Show the lines of the material that contain the word "HashSet".

:: RAW DATA

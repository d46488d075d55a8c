//! Search query normalization.

use std::collections::HashSet;

use once_cell::sync::Lazy;
use regex::Regex;

/// Common English function words dropped from search queries.
static STOP_WORDS: Lazy<HashSet<&'static str>> = Lazy::new(|| {
    [
        "a", "about", "an", "and", "are", "as", "at", "be", "but", "by", "can", "do", "does",
        "for", "from", "how", "i", "in", "is", "it", "its", "me", "my", "of", "on", "or", "our",
        "so", "that", "the", "their", "them", "there", "these", "this", "to", "was", "we",
        "were", "what", "when", "where", "which", "who", "why", "will", "with", "you", "your",
    ]
    .into_iter()
    .collect()
});

/// Word tokens: letters, digits, apostrophes, and inner hyphens.
static TOKEN: Lazy<Regex> =
    Lazy::new(|| Regex::new(r"[\p{L}\p{N}]+(?:['\-][\p{L}\p{N}]+)*").expect("valid regex"));

pub fn is_stop_word(word: &str) -> bool {
    STOP_WORDS.contains(word)
}

/// Case-fold `query` and drop stop words.
///
/// If nothing is left, the case-folded query with collapsed whitespace is
/// returned instead, so a query made only of stop words still searches.
pub fn normalize_query(query: &str) -> String {
    let folded = query.to_lowercase();
    let kept: Vec<&str> = TOKEN
        .find_iter(&folded)
        .map(|m| m.as_str())
        .filter(|w| !is_stop_word(w))
        .collect();

    if kept.is_empty() {
        folded.split_whitespace().collect::<Vec<_>>().join(" ")
    } else {
        kept.join(" ")
    }
}

#[cfg(test)]
mod tests {
    use super::*;

    #[test]
    fn test_strips_stop_words_and_case() {
        assert_eq!(
            normalize_query("What are the Notes about Rust?"),
            "notes rust"
        );
    }

    #[test]
    fn test_stop_word_only_query_falls_back() {
        assert_eq!(normalize_query("  What IS  the "), "what is the");
    }

    #[test]
    fn test_keeps_hyphenated_and_numbers() {
        assert_eq!(
            normalize_query("follow-up for Q3 planning"),
            "follow-up q3 planning"
        );
    }

    #[test]
    fn test_punctuation_only_query() {
        assert_eq!(normalize_query("?!"), "?!");
    }

    #[test]
    fn test_empty_query() {
        assert_eq!(normalize_query("   "), "");
    }
}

::::

### RESULT OF THIS TASK
use std::collections::HashSet;
static STOP_WORDS: Lazy<HashSet<&'static str>> = Lazy::new(|| {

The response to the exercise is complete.